--- Listed entries ---

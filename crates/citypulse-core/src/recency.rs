//! Recently searched cities.
//!
//! A bounded, most-recent-first list with case- and accent-insensitive
//! de-duplication, persisted through an injected `KeyValueStore`.

use std::sync::Arc;

use crate::error::DatabaseError;
use crate::names;
use crate::storage::{KeyValueStore, StorageResult};

pub const LAST_CITY_KEY: &str = "citypulse.last_city";
pub const RECENT_CITIES_KEY: &str = "citypulse.recent_cities";

/// Number of cities kept in the recency list.
pub const DEFAULT_CAPACITY: usize = 5;

pub struct RecencyList {
    store: Arc<dyn KeyValueStore>,
    capacity: usize,
}

impl RecencyList {
    pub fn new(store: Arc<dyn KeyValueStore>) -> Self {
        Self::with_capacity(store, DEFAULT_CAPACITY)
    }

    pub fn with_capacity(store: Arc<dyn KeyValueStore>, capacity: usize) -> Self {
        Self {
            store,
            capacity: capacity.max(1),
        }
    }

    /// Record a selected city: it becomes the last city and moves to the
    /// front of the recent list, evicting the oldest entry past capacity.
    ///
    /// Blank names are ignored.
    pub fn record(&self, city: &str) -> StorageResult<Vec<String>> {
        let city = city.trim();
        if city.is_empty() {
            return self.recent();
        }

        let mut recent = self.recent()?;
        recent.retain(|existing| !names::same_city(existing, city));
        recent.insert(0, city.to_string());
        recent.truncate(self.capacity);

        let encoded = serde_json::to_string(&recent)
            .map_err(|e| DatabaseError::QueryFailed(e.to_string()))?;
        self.store.set(RECENT_CITIES_KEY, &encoded)?;
        self.store.set(LAST_CITY_KEY, city)?;

        tracing::debug!("Recorded {} in recent cities ({} kept)", city, recent.len());
        Ok(recent)
    }

    /// Recent cities, most recent first.
    ///
    /// Unreadable stored data is treated as an empty list.
    pub fn recent(&self) -> StorageResult<Vec<String>> {
        let Some(raw) = self.store.get(RECENT_CITIES_KEY)? else {
            return Ok(Vec::new());
        };

        match serde_json::from_str::<Vec<String>>(&raw) {
            Ok(mut cities) => {
                cities.truncate(self.capacity);
                Ok(cities)
            }
            Err(e) => {
                tracing::warn!("Ignoring unreadable recent cities: {}", e);
                Ok(Vec::new())
            }
        }
    }

    pub fn last_city(&self) -> StorageResult<Option<String>> {
        Ok(self
            .store
            .get(LAST_CITY_KEY)?
            .filter(|city| !city.trim().is_empty()))
    }
}

#[cfg(test)]
mod tests {
    use super::*;
    use crate::storage::MemoryStore;

    fn list() -> (Arc<MemoryStore>, RecencyList) {
        let store = Arc::new(MemoryStore::new());
        let recency = RecencyList::new(store.clone());
        (store, recency)
    }

    #[test]
    fn test_most_recent_first() {
        let (_, recency) = list();
        recency.record("Madrid").unwrap();
        recency.record("Sevilla").unwrap();
        recency.record("Bilbao").unwrap();
        assert_eq!(recency.recent().unwrap(), vec!["Bilbao", "Sevilla", "Madrid"]);
        assert_eq!(recency.last_city().unwrap().as_deref(), Some("Bilbao"));
    }

    #[test]
    fn test_bounded_to_capacity() {
        let (_, recency) = list();
        for city in ["A", "B", "C", "D", "E", "F", "G"] {
            recency.record(city).unwrap();
        }
        assert_eq!(recency.recent().unwrap(), vec!["G", "F", "E", "D", "C"]);
    }

    #[test]
    fn test_reselecting_moves_to_front_without_duplicates() {
        let (_, recency) = list();
        recency.record("Madrid").unwrap();
        recency.record("Málaga").unwrap();
        recency.record("Valencia").unwrap();
        recency.record("malaga").unwrap();
        assert_eq!(recency.recent().unwrap(), vec!["malaga", "Valencia", "Madrid"]);
    }

    #[test]
    fn test_blank_city_is_ignored() {
        let (_, recency) = list();
        recency.record("Madrid").unwrap();
        recency.record("   ").unwrap();
        assert_eq!(recency.recent().unwrap(), vec!["Madrid"]);
        assert_eq!(recency.last_city().unwrap().as_deref(), Some("Madrid"));
    }

    #[test]
    fn test_corrupt_data_reads_as_empty() {
        let (store, recency) = list();
        store.set(RECENT_CITIES_KEY, "{not json").unwrap();
        assert!(recency.recent().unwrap().is_empty());

        // Recording repairs the stored value.
        recency.record("Toledo").unwrap();
        assert_eq!(recency.recent().unwrap(), vec!["Toledo"]);
    }

    #[test]
    fn test_persists_through_store() {
        let store = Arc::new(MemoryStore::new());
        RecencyList::new(store.clone()).record("Granada").unwrap();

        let reopened = RecencyList::new(store);
        assert_eq!(reopened.recent().unwrap(), vec!["Granada"]);
        assert_eq!(reopened.last_city().unwrap().as_deref(), Some("Granada"));
    }

    #[test]
    fn test_custom_capacity() {
        let recency = RecencyList::with_capacity(Arc::new(MemoryStore::new()), 2);
        recency.record("A").unwrap();
        recency.record("B").unwrap();
        recency.record("C").unwrap();
        assert_eq!(recency.recent().unwrap(), vec!["C", "B"]);
    }
}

---

> _Exercise objective_: All lines from the start of the entries through the line where "use crate::names;" sits should be duplicated exactly, with nothing else in the output.

> _The answer_:
filename crates/citypulse-core/src/recency.rs
//! Recently searched cities.
//!
//! A bounded, most-recent-first list with case- and accent-insensitive
//! de-duplication, persisted through an injected `KeyValueStore`.

use std::sync::Arc;

use crate::error::DatabaseError;
use crate::names;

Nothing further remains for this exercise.